Our moral reasons come in both forms. Sometimes all agents have the same moral obligation, e.g. do not kill another person. Sometimes obligations are limited to a specific subset of agents, e.g. parents must look after their children. God’s reasons for action could also come in both forms. It could be that his reasons for allowing suffering apply to all agents, or it could be that his reasons for action only apply to him (given his unique properties). Since we don’t know which scenario obtains, we have to consider both (actually, we have to consider a third as well: the possibility that his reasons for action are sometimes agent-neutral and sometimes agent-relative).
In addition to this conceptual distinction, Street identifies another that bears directly on our (as opposed to God’s) reasons for action. This is the distinction between fact-relative and evidence-relative reasons for action:
Fact-Relative Reasons: These are reasons for doing or forbearing from some action, in some particular case, that arise because of the facts of the case. For example, if it is the case that tripping a pedestrian has the consequence of preventing him/her from being killed by an oncoming vehicle, then there is a fact-relative reason for tripping the pedestrian.
Evidence-Relative Reasons: These are reasons for doing or forbearing from some actions, in some particular case, that arise because of the evidence you have at your disposal. For example, in the case of the pedestrian, you presumably could not know that tripping him/her would prevent a fatal accident. All the evidence at your disposal would suggest that tripping a pedestrian is wrong. Consequently, you would have no evidence-relative reason for tripping him/her.
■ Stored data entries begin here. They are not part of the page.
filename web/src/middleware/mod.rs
pub(crate) mod auth;
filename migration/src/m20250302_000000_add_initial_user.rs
use chrono::Utc;
use entity_api::nano_id;
use password_auth::generate_hash;
use sea_orm_migration::prelude::*;
use sea_orm_migration::sea_orm::{DbBackend, Statement, Value};

const ADMIN_USERNAME: &str = "admin";
const ADMIN_EMAIL: &str = "admin@relayplatform.dev";

#[derive(DeriveMigrationName)]
pub struct Migration;

#[async_trait::async_trait]
impl MigrationTrait for Migration {
    async fn up(&self, manager: &SchemaManager) -> Result<(), DbErr> {
        insert_initial_admin_user(manager).await
    }

    async fn down(&self, manager: &SchemaManager) -> Result<(), DbErr> {
        delete_initial_admin_user(manager).await
    }
}

// NOTE: We use raw SQL here to avoid issues with entity type changes in future migrations.
// Using the ORM can break if new fields are added later, but raw SQL remains compatible.
async fn insert_initial_admin_user(manager: &SchemaManager<'_>) -> Result<(), DbErr> {
    let db = manager.get_connection();
    let now = Utc::now();

    let password_hash = generate_hash("password");

    let user_sql = r#"
        INSERT INTO relay_platform.users (
            id, username, email, password, first_name, last_name,
            is_active, is_superuser, created_at, updated_at
        ) VALUES ($1, $2, $3, $4, $5, $6, $7, $8, $9, $10)
        ON CONFLICT (username) DO NOTHING
    "#;
    db.execute(Statement::from_sql_and_values(
        DbBackend::Postgres,
        user_sql,
        vec![
            Value::String(Some(Box::new(nano_id::generate()))),
            Value::String(Some(Box::new(ADMIN_USERNAME.to_owned()))),
            Value::String(Some(Box::new(ADMIN_EMAIL.to_owned()))),
            Value::String(Some(Box::new(password_hash))),
            Value::String(Some(Box::new("Admin".to_owned()))),
            Value::String(Some(Box::new("Admin".to_owned()))),
            Value::Bool(Some(true)),
            Value::Bool(Some(true)),
            Value::ChronoDateTimeUtc(Some(Box::new(now))),
            Value::ChronoDateTimeUtc(Some(Box::new(now))),
        ],
    ))
    .await?;

    Ok(())
}

async fn delete_initial_admin_user(manager: &SchemaManager<'_>) -> Result<(), DbErr> {
    let db = manager.get_connection();

    let delete_user_sql = r#"
        DELETE FROM relay_platform.users WHERE username = $1
    "#;
    db.execute(Statement::from_sql_and_values(
        DbBackend::Postgres,
        delete_user_sql,
        vec![Value::String(Some(Box::new(ADMIN_USERNAME.to_owned())))],
    ))
    .await?;

    Ok(())
}
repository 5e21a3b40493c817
use sea_orm::Value;
use serde::Deserialize;
use utoipa::{IntoParams, ToSchema};

use domain::{IntoQueryFilterMap, IntoUpdateMap, QueryFilterMap, UpdateMap};

#[derive(Debug, Deserialize, IntoParams, ToSchema)]
pub struct UpdateParams {
    pub username: Option<String>,
    pub email: Option<String>,
    pub first_name: Option<String>,
    pub last_name: Option<String>,
    pub phone_number: Option<String>,
    pub address: Option<String>,
    pub city: Option<String>,
    pub state: Option<String>,
    pub country: Option<String>,
    pub zip_code: Option<String>,
    pub is_active: Option<bool>,
}

impl IntoUpdateMap for UpdateParams {
    fn into_update_map(self) -> UpdateMap {
        let mut update_map = UpdateMap::new();
        insert_string(&mut update_map, "username", self.username);
        insert_string(&mut update_map, "email", self.email);
        insert_string(&mut update_map, "first_name", self.first_name);
        insert_string(&mut update_map, "last_name", self.last_name);
        insert_string(&mut update_map, "phone_number", self.phone_number);
        insert_string(&mut update_map, "address", self.address);
        insert_string(&mut update_map, "city", self.city);
        insert_string(&mut update_map, "state", self.state);
        insert_string(&mut update_map, "country", self.country);
        insert_string(&mut update_map, "zip_code", self.zip_code);
        if let Some(is_active) = self.is_active {
            update_map.insert("is_active".to_string(), Some(Value::Bool(Some(is_active))));
        }
        update_map
    }
}

#[derive(Debug, Deserialize, IntoParams)]
pub struct FilterParams {
    pub username: Option<String>,
    pub email: Option<String>,
}

impl FilterParams {
    pub fn is_empty(&self) -> bool {
        self.username.is_none() && self.email.is_none()
    }
}

impl IntoQueryFilterMap for FilterParams {
    fn into_query_filter_map(self) -> QueryFilterMap {
        let mut query_filter_map = QueryFilterMap::new();
        if let Some(username) = self.username {
            query_filter_map.insert(
                "username".to_string(),
                Some(Value::String(Some(Box::new(username)))),
            );
        }
        if let Some(email) = self.email {
            query_filter_map.insert(
                "email".to_string(),
                Some(Value::String(Some(Box::new(email)))),
            );
        }
        query_filter_map
    }
}

fn insert_string(update_map: &mut UpdateMap, key: &str, value: Option<String>) {
    if let Some(value) = value {
        update_map.insert(key.to_string(), Some(Value::String(Some(Box::new(value)))));
    }
}
pub use super::applications::Entity as Applications;
pub use super::users::Entity as Users;
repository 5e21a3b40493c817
//! This module re-exports various items from the `entity_api` crate.
//!
//! The purpose of this re-export is to ensure that consumers of the `domain` crate do not need to
//! directly depend on the `entity_api` crate. By re-exporting these items, we provide a clear and
//! consistent interface for working with query filters and update maps within the domain layer,
//! while the underlying implementation details remain in the `entity_api` crate.
pub use entity_api::{
    mutate::{IntoUpdateMap, UpdateMap},
    query::{IntoQueryFilterMap, QueryFilterMap},
};

// Re-exports from `entity` crate via `entity_api`
pub use entity_api::{applications, users, Id};

pub mod application;
pub mod error;
pub mod user;
use crate::controller::ApiResponse;
use crate::params::application::{FilterParams, UpdateParams};
use crate::{AppState, Error};
use axum::extract::{Path, Query, State};
use axum::{http::StatusCode, response::IntoResponse, Json};
use domain::{application as ApplicationApi, applications, Id};

use log::*;

/// CREATE a new Application
#[utoipa::path(
    post,
    path = "/api/v1/applications",
    request_body = applications::Model,
    responses(
        (status = 201, description = "Successfully created a new Application", body = applications::Model),
        (status = 401, description = "Unauthorized"),
        (status = 409, description = "An Application with the same name already exists"),
        (status = 422, description = "Unprocessable Entity"),
    ),
    security(
        ("api_key" = [])
    )
)]
pub async fn create(
    State(app_state): State<AppState>,
    Json(application_model): Json<applications::Model>,
) -> Result<impl IntoResponse, Error> {
    debug!("CREATE new Application from: {application_model:?}");

    let application = ApplicationApi::create(app_state.db_conn_ref(), application_model).await?;

    Ok(Json(ApiResponse::new(
        StatusCode::CREATED.into(),
        application,
    )))
}

/// GET all Applications, optionally filtered
#[utoipa::path(
    get,
    path = "/api/v1/applications",
    params(FilterParams),
    responses(
        (status = 200, description = "Successfully retrieved all Applications", body = [applications::Model]),
        (status = 401, description = "Unauthorized"),
    ),
    security(
        ("api_key" = [])
    )
)]
pub async fn index(
    State(app_state): State<AppState>,
    Query(params): Query<FilterParams>,
) -> Result<impl IntoResponse, Error> {
    debug!("GET all Applications with filters: {params:?}");

    let applications = if params.is_empty() {
        ApplicationApi::find_all(app_state.db_conn_ref()).await?
    } else {
        ApplicationApi::find_by(app_state.db_conn_ref(), params).await?
    };

    Ok(Json(ApiResponse::new(StatusCode::OK.into(), applications)))
}

/// GET an Application by id
#[utoipa::path(
    get,
    path = "/api/v1/applications/{id}",
    params(
        ("id" = String, Path, description = "Application id to retrieve")
    ),
    responses(
        (status = 200, description = "Successfully retrieved the Application", body = applications::Model),
        (status = 401, description = "Unauthorized"),
        (status = 404, description = "Application not found"),
    ),
    security(
        ("api_key" = [])
    )
)]
pub async fn read(
    State(app_state): State<AppState>,
    Path(id): Path<Id>,
) -> Result<impl IntoResponse, Error> {
    debug!("GET Application by id: {id}");

    let application = ApplicationApi::find_by_id(app_state.db_conn_ref(), id).await?;

    Ok(Json(ApiResponse::new(StatusCode::OK.into(), application)))
}

/// UPDATE an Application by id
#[utoipa::path(
    put,
    path = "/api/v1/applications/{id}",
    params(
        ("id" = String, Path, description = "Application id to update")
    ),
    request_body = UpdateParams,
    responses(
        (status = 200, description = "Successfully updated the Application", body = applications::Model),
        (status = 401, description = "Unauthorized"),
        (status = 404, description = "Application not found"),
    ),
    security(
        ("api_key" = [])
    )
)]
pub async fn update(
    State(app_state): State<AppState>,
    Path(id): Path<Id>,
    Json(params): Json<UpdateParams>,
) -> Result<impl IntoResponse, Error> {
    debug!("UPDATE Application {id} with: {params:?}");

    let application = ApplicationApi::update(app_state.db_conn_ref(), id, params).await?;

    Ok(Json(ApiResponse::new(StatusCode::OK.into(), application)))
}

/// DELETE an Application by id (soft delete)
#[utoipa::path(
    delete,
    path = "/api/v1/applications/{id}",
    params(
        ("id" = String, Path, description = "Application id to delete")
    ),
    responses(
        (status = 204, description = "Successfully deleted the Application"),
        (status = 401, description = "Unauthorized"),
        (status = 404, description = "Application not found"),
    ),
    security(
        ("api_key" = [])
    )
)]
pub async fn delete(
    State(app_state): State<AppState>,
    Path(id): Path<Id>,
) -> Result<impl IntoResponse, Error> {
    debug!("DELETE Application by id: {id}");

    ApplicationApi::delete_by_id(app_state.db_conn_ref(), id).await?;

    Ok(Json(ApiResponse::<()>::no_content(
        StatusCode::NO_CONTENT.into(),
    )))
}
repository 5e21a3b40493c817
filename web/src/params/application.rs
use sea_orm::Value;
use serde::Deserialize;
use utoipa::{IntoParams, ToSchema};

use domain::{IntoQueryFilterMap, IntoUpdateMap, QueryFilterMap, UpdateMap};

#[derive(Debug, Deserialize, IntoParams, ToSchema)]
pub struct UpdateParams {
    pub name: Option<String>,
    pub description: Option<String>,
    pub url: Option<String>,
    pub is_active: Option<bool>,
}

impl IntoUpdateMap for UpdateParams {
    fn into_update_map(self) -> UpdateMap {
        let mut update_map = UpdateMap::new();
        if let Some(name) = self.name {
            update_map.insert(
                "name".to_string(),
                Some(Value::String(Some(Box::new(name)))),
            );
        }
        if let Some(description) = self.description {
            update_map.insert(
                "description".to_string(),
                Some(Value::String(Some(Box::new(description)))),
            );
        }
        if let Some(url) = self.url {
            update_map.insert("url".to_string(), Some(Value::String(Some(Box::new(url)))));
        }
        if let Some(is_active) = self.is_active {
            update_map.insert("is_active".to_string(), Some(Value::Bool(Some(is_active))));
        }
        update_map
    }
}

#[derive(Debug, Deserialize, IntoParams)]
pub struct FilterParams {
    pub name: Option<String>,
}

impl FilterParams {
    pub fn is_empty(&self) -> bool {
        self.name.is_none()
    }
}

impl IntoQueryFilterMap for FilterParams {
    fn into_query_filter_map(self) -> QueryFilterMap {
        let mut query_filter_map = QueryFilterMap::new();
        if let Some(name) = self.name {
            query_filter_map.insert(
                "name".to_string(),
                Some(Value::String(Some(Box::new(name)))),
            );
        }
        query_filter_map
    }
}
use crate::controller::{application_controller, health_check_controller, user_controller};
use crate::middleware::auth::require_api_key;
use crate::{params, ws, AppState};
use axum::{
    http::{
        header::{HeaderName, HeaderValue, CONTENT_TYPE},
        Method,
    },
    middleware::from_fn_with_state,
    routing::{get, post},
    Router,
};
use log::warn;
use tower_http::cors::CorsLayer;

use utoipa::{
    openapi::security::{ApiKey, ApiKeyValue, SecurityScheme},
    Modify, OpenApi,
};
use utoipa_rapidoc::RapiDoc;

// This is the global definition of our OpenAPI spec. To be a part
// of the rendered spec, a path and schema must be listed here.
#[derive(OpenApi)]
#[openapi(
        info(
            title = "Relay Platform API"
        ),
        paths(
            health_check_controller::health_check,
            user_controller::create,
            user_controller::index,
            user_controller::read,
            user_controller::update,
            user_controller::delete,
            application_controller::create,
            application_controller::index,
            application_controller::read,
            application_controller::update,
            application_controller::delete,
        ),
        components(
            schemas(
                domain::users::Model,
                domain::applications::Model,
                params::user::UpdateParams,
                params::application::UpdateParams,
            )
        ),
        modifiers(&SecurityAddon),
        tags(
            (name = "relay_platform", description = "Relay Platform API")
        )
    )]
struct ApiDoc;

struct SecurityAddon;

// Defines our static API key authentication requirement for gaining access to
// our API endpoints for OpenAPI.
impl Modify for SecurityAddon {
    fn modify(&self, openapi: &mut utoipa::openapi::OpenApi) {
        if let Some(components) = openapi.components.as_mut() {
            components.add_security_scheme(
                "api_key",
                SecurityScheme::ApiKey(ApiKey::Header(ApiKeyValue::with_description(
                    "x-api-key",
                    "Static API key; also accepted as an `api_key` query parameter",
                ))),
            )
        }
    }
}

pub fn define_routes(app_state: AppState) -> Router {
    Router::new()
        .merge(health_routes())
        .merge(user_routes(app_state.clone()))
        .merge(application_routes(app_state.clone()))
        .merge(chat_routes(app_state.clone()))
        // **** FIXME: protect the OpenAPI web UI
        .merge(RapiDoc::with_openapi("/api-docs/openapi.json", ApiDoc::openapi()).path("/rapidoc"))
        .layer(cors_layer(&app_state))
}

fn health_routes() -> Router {
    Router::new().route("/health", get(health_check_controller::health_check))
}

fn user_routes(app_state: AppState) -> Router {
    Router::new()
        .route(
            "/api/v1/users",
            post(user_controller::create).get(user_controller::index),
        )
        .route(
            "/api/v1/users/{id}",
            get(user_controller::read)
                .put(user_controller::update)
                .delete(user_controller::delete),
        )
        .route_layer(from_fn_with_state(app_state.clone(), require_api_key))
        .with_state(app_state)
}

fn application_routes(app_state: AppState) -> Router {
    Router::new()
        .route(
            "/api/v1/applications",
            post(application_controller::create).get(application_controller::index),
        )
        .route(
            "/api/v1/applications/{id}",
            get(application_controller::read)
                .put(application_controller::update)
                .delete(application_controller::delete),
        )
        .route_layer(from_fn_with_state(app_state.clone(), require_api_key))
        .with_state(app_state)
}

fn chat_routes(app_state: AppState) -> Router {
    Router::new()
        .route("/api/v1/ws/{client_id}", get(ws::handler::chat_handler))
        .route_layer(from_fn_with_state(app_state.clone(), require_api_key))
        .merge(
            // The demo page itself is public; the socket it opens is not.
            Router::new().route("/api/v1/ws", get(ws::chat_page)),
        )
        .with_state(app_state)
}

fn cors_layer(app_state: &AppState) -> CorsLayer {
    let origins: Vec<HeaderValue> = app_state
        .config
        .allowed_origins
        .iter()
        .filter_map(|origin| match origin.parse() {
            Ok(origin) => Some(origin),
            Err(_) => {
                warn!("Skipping invalid allowed origin: {origin}");
                None
            }
        })
        .collect();

    CorsLayer::new()
        .allow_methods([Method::GET, Method::POST, Method::PUT, Method::DELETE])
        .allow_headers([CONTENT_TYPE, HeaderName::from_static("x-api-key")])
        .allow_origin(origins)
}
use log::{error, info};
use service::{config::Config, logging};
use std::sync::Arc;

#[tokio::main]
async fn main() {
    let config = Config::new();
    logging::init(&config);

    info!("Seeding database...");

    let db = match service::init_database(&config).await {
        Ok(db) => Arc::new(db),
        Err(e) => {
            error!("Failed to establish database connection: {e}");
            std::process::exit(1);
        }
    };

    let service_state = service::AppState::new(config, &db);

    entity_api::seed_database(service_state.db_conn_ref()).await;
}
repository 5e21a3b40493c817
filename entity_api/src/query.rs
use crate::error::Error;
use sea_orm::strum::IntoEnumIterator;
use sea_orm::{ColumnTrait, ConnectionTrait, EntityTrait, QueryFilter, Value};
use std::collections::HashMap;

/// `QueryFilterMap` carries filter parameters from the web layer down to the
/// query layer as a map of column names to optional `sea_orm::Value`s, so the
/// layers in between never need to know which columns a caller filters by.
pub struct QueryFilterMap {
    map: HashMap<String, Option<Value>>,
}

impl QueryFilterMap {
    pub fn new() -> Self {
        Self {
            map: HashMap::new(),
        }
    }

    pub fn get(&self, key: &str) -> Option<Value> {
        // HashMap.get returns an Option and so we need to "flatten" this to a single Option
        self.map
            .get(key)
            .and_then(|inner_option| inner_option.clone())
    }

    pub fn insert(&mut self, key: String, value: Option<Value>) {
        self.map.insert(key, value);
    }
}

impl Default for QueryFilterMap {
    fn default() -> Self {
        Self::new()
    }
}

/// Conversion into a `QueryFilterMap`, implemented by web-layer parameter
/// structs so their fields can be mapped onto entity columns.
pub trait IntoQueryFilterMap {
    fn into_query_filter_map(self) -> QueryFilterMap;
}

/// Column used for soft deletion across every entity in this workspace.
const DELETED_AT_COLUMN: &str = "deleted_at";

/// Find all records of an entity matching the given query filter map.
/// Soft-deleted records are always excluded.
pub async fn find_by<E, C>(
    db: &impl ConnectionTrait,
    query_filter_map: QueryFilterMap,
) -> Result<Vec<E::Model>, Error>
where
    E: EntityTrait,
    C: ColumnTrait + IntoEnumIterator,
{
    let mut query = E::find();

    // We iterate through the entity's defined columns so that we only attempt
    // to filter by columns that exist.
    for column in C::iter() {
        if column.to_string() == DELETED_AT_COLUMN {
            query = query.filter(column.is_null());
        } else if let Some(value) = query_filter_map.get(&column.to_string()) {
            query = query.filter(column.eq(value));
        }
    }

    Ok(query.all(db).await?)
}
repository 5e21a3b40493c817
use crate::Id;
use sea_orm::entity::prelude::*;
use serde::{Deserialize, Serialize};
use utoipa::ToSchema;

#[derive(Clone, Debug, PartialEq, DeriveEntityModel, Eq, Serialize, Deserialize, ToSchema)]
#[sea_orm(schema_name = "relay_platform", table_name = "users")]
pub struct Model {
    #[serde(default)]
    #[sea_orm(primary_key, auto_increment = false)]
    pub id: Id,
    pub username: String,
    pub email: String,
    #[serde(skip_serializing)]
    pub password: String,
    pub first_name: String,
    pub last_name: String,
    pub phone_number: String,
    pub address: String,
    pub city: String,
    pub state: String,
    pub country: String,
    pub zip_code: String,
    #[serde(default = "default_true")]
    pub is_active: bool,
    #[serde(default)]
    pub is_superuser: bool,
    #[serde(skip_deserializing)]
    #[schema(value_type = String, format = DateTime)]
    pub created_at: DateTimeWithTimeZone,
    #[serde(skip_deserializing)]
    #[schema(value_type = String, format = DateTime)]
    pub updated_at: DateTimeWithTimeZone,
    #[serde(skip_deserializing)]
    #[schema(value_type = Option<String>, format = DateTime)]
    pub deleted_at: Option<DateTimeWithTimeZone>,
}

fn default_true() -> bool {
    true
}

#[derive(Copy, Clone, Debug, EnumIter, DeriveRelation)]
pub enum Relation {}

impl ActiveModelBehavior for ActiveModel {}
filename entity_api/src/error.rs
//! Error types for entity API
use std::error::Error as StdError;
use std::fmt;

use serde::Serialize;

use sea_orm::error::{DbErr, SqlErr};

/// Errors while executing operations related to entities.
/// The intent is to categorize errors into two major types:
///  * Errors related to data. Ex DbError::RecordNotFound
///  * Errors related to interactions with the database itself. Ex DbError::Conn
#[derive(Debug, PartialEq)]
pub struct Error {
    // Underlying error emitted from seaORM internals
    pub source: Option<DbErr>,
    // Enum representing which category of error
    pub error_kind: EntityApiErrorKind,
}

#[derive(Debug, PartialEq, Serialize)]
pub enum EntityApiErrorKind {
    // Invalid search term
    InvalidQueryTerm,
    // Record not found
    RecordNotFound,
    // Record not updated
    RecordNotUpdated,
    // Record violates a uniqueness constraint
    UniqueViolation,
    // Errors related to interactions with the database itself. Ex DbError::Conn
    SystemError,
    // Other errors
    Other,
}

impl fmt::Display for Error {
    fn fmt(&self, f: &mut fmt::Formatter) -> fmt::Result {
        write!(f, "Entity API Error: {:?}", self)
    }
}

impl StdError for Error {}

impl From<DbErr> for Error {
    fn from(err: DbErr) -> Self {
        // Constraint violations arrive as backend-specific query errors, so
        // check the normalized SqlErr first.
        if let Some(SqlErr::UniqueConstraintViolation(_)) = err.sql_err() {
            return Error {
                source: Some(err),
                error_kind: EntityApiErrorKind::UniqueViolation,
            };
        }

        match err {
            DbErr::RecordNotFound(_) => Error {
                source: Some(err),
                error_kind: EntityApiErrorKind::RecordNotFound,
            },
            DbErr::RecordNotUpdated => Error {
                source: Some(err),
                error_kind: EntityApiErrorKind::RecordNotUpdated,
            },
            DbErr::ConnectionAcquire(_) => Error {
                source: Some(err),
                error_kind: EntityApiErrorKind::SystemError,
            },
            DbErr::Conn(_) => Error {
                source: Some(err),
                error_kind: EntityApiErrorKind::SystemError,
            },
            DbErr::Exec(_) => Error {
                source: Some(err),
                error_kind: EntityApiErrorKind::SystemError,
            },
            _ => Error {
                source: Some(err),
                error_kind: EntityApiErrorKind::SystemError,
            },
        }
    }
}

#[cfg(test)]
mod tests {
    use super::*;

    #[test]
    fn record_not_found_maps_to_record_not_found_kind() {
        let error: Error = DbErr::RecordNotFound("users".to_string()).into();
        assert_eq!(error.error_kind, EntityApiErrorKind::RecordNotFound);
    }

    #[test]
    fn record_not_updated_maps_to_record_not_updated_kind() {
        let error: Error = DbErr::RecordNotUpdated.into();
        assert_eq!(error.error_kind, EntityApiErrorKind::RecordNotUpdated);
    }

    #[test]
    fn connection_errors_map_to_system_error_kind() {
        let error: Error = DbErr::Conn(sea_orm::RuntimeErr::Internal(
            "connection refused".to_string(),
        ))
        .into();
        assert_eq!(error.error_kind, EntityApiErrorKind::SystemError);
    }
}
The theist could, perhaps, avoid Street’s dilemma by arguing that god’s permission of great suffering either (a) provides them with no fact-relative reason for questioning their ordinary moral obligations (because they are agent-relative in nature); or (b) even if it does provide them with fact-relative reasons, it provides them with no evidence-relative reason for questioning their ordinary moral obligations. It is this line of reasoning that Street calls into question. She does so by going through the three scenarios mentioned above.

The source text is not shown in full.